Começaria a construir lista de email no primeiro dia. Não no segundo mês, não quando o blog estiver 'pronto'. No primeiro artigo. Um campo simples de email com uma oferta de valor pequena — um checklist, uma lista de recursos, qualquer coisa relevante para o nicho. Lista de email é o ativo mais valioso que um blog pode ter porque ele pertence a você, não ao Google ou a uma rede social.
Escolheria um nicho muito mais estreito. A tentação é cobrir tudo de programação para não perder nenhum leitor. O efeito real é que você não se torna referência em nada específico. Se eu começasse hoje, seria algo como 'backend TypeScript para time de dois a dez devs' — tão específico que parece pequeno demais, mas específico o suficiente para criar audiência muito fiel.

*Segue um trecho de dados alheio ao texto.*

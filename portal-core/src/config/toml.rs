//! Simple TOML parser for the panel configuration
//!
//! This is a minimal TOML parser that handles only the subset used by
//! `panel.toml`. It does NOT support the full TOML spec.
//!
//! Supported features:
//! - Key = value pairs (string, decimal integer, boolean)
//! - [section] headers
//! - [[line]] array-of-tables headers
//! - Comments (# ...)
//!
//! NOT supported:
//! - Multi-line strings
//! - Inline tables and arrays
//! - Hexadecimal, octal or binary integers
//! - Dotted keys

use portal_protocol::Language;

use super::types::{LineConfig, PanelConfig};

/// Parse error
#[derive(Debug, Clone, Copy, PartialEq, Eq)]
#[cfg_attr(feature = "defmt", derive(defmt::Format))]
pub enum ParseError {
    /// Invalid section header
    InvalidSection,
    /// Invalid value type or out of range
    InvalidValue,
    /// More `[[line]]` tables than display lines
    TooManyItems,
    /// Line geometry does not fit the display
    InvalidLayout,
}

/// Current parsing context
#[derive(Debug, Clone, Copy, PartialEq, Eq)]
enum Section {
    Root,
    Firmware,
    Serial,
    Display,
    Line,
    Buzzer,
    Keys,
    Timing,
}

/// Parse TOML configuration into PanelConfig
pub fn parse_config(input: &str) -> Result<PanelConfig, ParseError> {
    let mut config = PanelConfig::default();
    let mut section = Section::Root;

    // Line table being built
    let mut current_line: Option<LineConfig> = None;

    for line in input.lines() {
        let line = line.trim();

        // Skip empty lines and comments
        if line.is_empty() || line.starts_with('#') {
            continue;
        }

        // Check for section header
        if line.starts_with('[') {
            save_section(&mut config, &mut current_line)?;

            section = parse_section_header(strip_comment(line))?;
            if section == Section::Line {
                current_line = Some(LineConfig::default());
            }
            continue;
        }

        // Parse key = value
        if let Some((key, value)) = parse_key_value(line) {
            apply_value(section, key, value, &mut config, &mut current_line)?;
        }
    }

    // Save final section
    save_section(&mut config, &mut current_line)?;

    config.layout().map_err(|_| ParseError::InvalidLayout)?;
    Ok(config)
}

/// Parse a header line like "[display]" or "[[line]]"
fn parse_section_header(header: &str) -> Result<Section, ParseError> {
    if let Some(inner) = header
        .strip_prefix("[[")
        .and_then(|rest| rest.strip_suffix("]]"))
    {
        return match inner.trim() {
            "line" => Ok(Section::Line),
            _ => Err(ParseError::InvalidSection),
        };
    }

    let inner = header
        .strip_prefix('[')
        .and_then(|rest| rest.strip_suffix(']'))
        .ok_or(ParseError::InvalidSection)?;

    match inner.trim() {
        "firmware" => Ok(Section::Firmware),
        "serial" => Ok(Section::Serial),
        "display" => Ok(Section::Display),
        "buzzer" => Ok(Section::Buzzer),
        "keys" => Ok(Section::Keys),
        "timing" => Ok(Section::Timing),
        _ => Err(ParseError::InvalidSection),
    }
}

/// Drop a trailing comment that is not inside a string
fn strip_comment(text: &str) -> &str {
    match text.find('#') {
        Some(hash_pos) if text[..hash_pos].matches('"').count() % 2 == 0 => text[..hash_pos].trim(),
        _ => text,
    }
}

/// Parse "key = value" line
fn parse_key_value(line: &str) -> Option<(&str, &str)> {
    let eq_pos = line.find('=')?;
    let key = line[..eq_pos].trim();
    let value = strip_comment(line[eq_pos + 1..].trim());

    if key.is_empty() || value.is_empty() {
        return None;
    }

    Some((key, value))
}

/// Parse a string value (removes quotes)
fn parse_string(value: &str) -> Result<&str, ParseError> {
    if value.starts_with('"') && value.ends_with('"') && value.len() >= 2 {
        Ok(&value[1..value.len() - 1])
    } else {
        // Allow unquoted strings for simple values
        Ok(value)
    }
}

/// Parse an integer value, allowing `_` separators
fn parse_int<T: core::str::FromStr>(value: &str) -> Result<T, ParseError> {
    let mut digits: heapless::String<16> = heapless::String::new();
    for c in value.chars().filter(|&c| c != '_') {
        digits.push(c).map_err(|_| ParseError::InvalidValue)?;
    }
    digits.parse().map_err(|_| ParseError::InvalidValue)
}

/// Parse a boolean value
fn parse_bool(value: &str) -> Result<bool, ParseError> {
    match value {
        "true" => Ok(true),
        "false" => Ok(false),
        _ => Err(ParseError::InvalidValue),
    }
}

/// Parse a language name
fn parse_language(value: &str) -> Result<Language, ParseError> {
    Language::from_name(parse_string(value)?).ok_or(ParseError::InvalidValue)
}

/// Parse an integer and check it against an inclusive range
fn parse_ranged<T>(value: &str, range: core::ops::RangeInclusive<T>) -> Result<T, ParseError>
where
    T: core::str::FromStr + PartialOrd,
{
    let parsed = parse_int(value)?;
    if range.contains(&parsed) {
        Ok(parsed)
    } else {
        Err(ParseError::InvalidValue)
    }
}

/// Apply a key-value pair to the current section
fn apply_value(
    section: Section,
    key: &str,
    value: &str,
    config: &mut PanelConfig,
    current_line: &mut Option<LineConfig>,
) -> Result<(), ParseError> {
    match section {
        Section::Firmware => match key {
            "major" => config.firmware.major = parse_ranged(value, 0..=0x1F)?,
            "minor" => config.firmware.minor = parse_ranged(value, 0..=0x1F)?,
            "build" => config.firmware.build = parse_ranged(value, 0..=0x3F)?,
            _ => {}
        },
        Section::Serial => match key {
            "baudrate" | "baud" => config.serial.baudrate = parse_ranged(value, 1..=u32::MAX)?,
            _ => {}
        },
        Section::Display => match key {
            "contrast" => config.display.contrast = parse_int(value)?,
            "backlight" => config.display.backlight = parse_bool(value)?,
            "language" => config.display.language = parse_language(value)?,
            "boot_qr" => config.display.boot_qr = Some(parse_ranged(value, 3..=7)?),
            "qr_offset" => config.display.qr_offset = parse_ranged(value, 0..=83)?,
            "blink_ms" => config.display.blink_ms = parse_ranged(value, 1..=u32::MAX)?,
            _ => {}
        },
        Section::Line => {
            let line = current_line.as_mut().ok_or(ParseError::InvalidSection)?;
            match key {
                "upper_indent" => line.upper_indent = parse_int(value)?,
                "height" => line.height = parse_int(value)?,
                _ => {}
            }
        }
        Section::Buzzer => match key {
            "frequency_hz" => config.buzzer.frequency_hz = parse_ranged(value, 0..=20_000)?,
            "duty_percent" => config.buzzer.duty_percent = parse_ranged(value, 0..=100)?,
            _ => {}
        },
        Section::Keys => match key {
            "debounce_ms" => config.keys.debounce_ms = parse_int(value)?,
            _ => {}
        },
        Section::Timing => match key {
            "tick_ms" => config.timing.tick_ms = parse_ranged(value, 1..=1000)?,
            _ => {}
        },
        Section::Root => {
            // No root-level keys
        }
    }

    Ok(())
}

/// Save the table being built, if any
fn save_section(
    config: &mut PanelConfig,
    current_line: &mut Option<LineConfig>,
) -> Result<(), ParseError> {
    if let Some(line) = current_line.take() {
        config
            .lines
            .push(line)
            .map_err(|_| ParseError::TooManyItems)?;
    }
    Ok(())
}

#[cfg(test)]
mod tests {
    use super::*;

    #[test]
    fn test_parse_section_header() {
        assert_eq!(parse_section_header("[display]"), Ok(Section::Display));
        assert_eq!(parse_section_header("[ keys ]"), Ok(Section::Keys));
        assert_eq!(parse_section_header("[[line]]"), Ok(Section::Line));
        assert_eq!(
            parse_section_header("[[display]]"),
            Err(ParseError::InvalidSection)
        );
        assert_eq!(
            parse_section_header("[stepper]"),
            Err(ParseError::InvalidSection)
        );
        assert_eq!(parse_section_header("[display"), Err(ParseError::InvalidSection));
    }

    #[test]
    fn test_parse_key_value() {
        assert_eq!(parse_key_value("contrast = 96"), Some(("contrast", "96")));
        assert_eq!(
            parse_key_value("language = \"german\" # boot"),
            Some(("language", "\"german\""))
        );
        assert_eq!(parse_key_value("name = \"a#b\""), Some(("name", "\"a#b\"")));
        assert_eq!(parse_key_value("empty ="), None);
    }

    #[test]
    fn test_parse_values() {
        assert_eq!(parse_int::<u32>("115_200"), Ok(115_200));
        assert_eq!(parse_int::<u8>("256"), Err(ParseError::InvalidValue));
        assert_eq!(parse_bool("true"), Ok(true));
        assert_eq!(parse_bool("yes"), Err(ParseError::InvalidValue));
        assert_eq!(parse_language("\"swedish\""), Ok(Language::Swedish));
        assert_eq!(parse_ranged::<u8>("8", 3..=7), Err(ParseError::InvalidValue));
    }

    #[test]
    fn test_parse_minimal_config() {
        let config_str = r#"
# Display board
[firmware]
major = 1
minor = 3
build = 42

[display]
contrast = 96
language = "german"
boot_qr = 5      # shown until the host writes

[[line]]
upper_indent = 0
height = 12

[[line]]
upper_indent = 2
height = 8
"#;

        let config = parse_config(config_str).unwrap();
        assert_eq!(config.firmware.version().word(), (1 << 11) | (3 << 6) | 42);
        assert_eq!(config.display.contrast, 96);
        assert_eq!(config.display.language, Language::German);
        assert_eq!(config.display.boot_qr, Some(5));
        assert_eq!(config.lines.len(), 2);
        assert_eq!(config.lines[1].upper_indent, 2);
        assert_eq!(config.layout().unwrap().top_row(1), 14);

        // Untouched sections keep their defaults
        assert_eq!(config.serial.baudrate, 115_200);
        assert_eq!(config.timing.tick_ms, 8);
    }

    #[test]
    fn test_empty_config_is_default() {
        assert_eq!(parse_config(""), Ok(PanelConfig::default()));
    }

    #[test]
    fn test_rejects_bad_input() {
        assert_eq!(
            parse_config("[display]\nlanguage = \"klingon\""),
            Err(ParseError::InvalidValue)
        );
        assert_eq!(
            parse_config("[display]\nboot_qr = 9"),
            Err(ParseError::InvalidValue)
        );
        assert_eq!(parse_config("[motor]\n"), Err(ParseError::InvalidSection));
        assert_eq!(
            parse_config("[[line]]\nheight = 0"),
            Err(ParseError::InvalidLayout)
        );

        let five_lines = "[[line]]\n[[line]]\n[[line]]\n[[line]]\n[[line]]\n";
        assert_eq!(parse_config(five_lines), Err(ParseError::TooManyItems));
    }
}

Investiria em ads mais cedo para crescer a lista. R$ 500 por mês em tráfego pago para um artigo que captura email é um investimento que se paga quando você tem um produto para lançar. Esperar crescimento orgânico puro é mais lento do que precisa ser.
Documentaria tudo como história, não como tutorial. Os artigos que geraram mais tráfego e mais compartilhamento sempre foram os que tinham perspectiva pessoal — onde eu contei o que aconteceu comigo, o que aprendi, o que eu faria diferente. Teria apostado nisso desde o início em vez de produzir tutoriais genéricos nos primeiros meses.
O caminho para infoproduto: o blog constrói audiência e autoridade, a audiência cria demanda para aprender mais, você cria o produto. Funciona quando o blog já tem email list própria — porque email converte muito mais do que tráfego orgânico direto para uma página de vendas.
Não precisa começar com um curso grande. eBook técnico de R$ 30 a R$ 80, template de projeto, conjunto de scripts ou configurações, mini-curso de quatro horas. Quanto menor o primeiro produto, mais rápido você valida se tem demanda real antes de investir semanas num curso completo.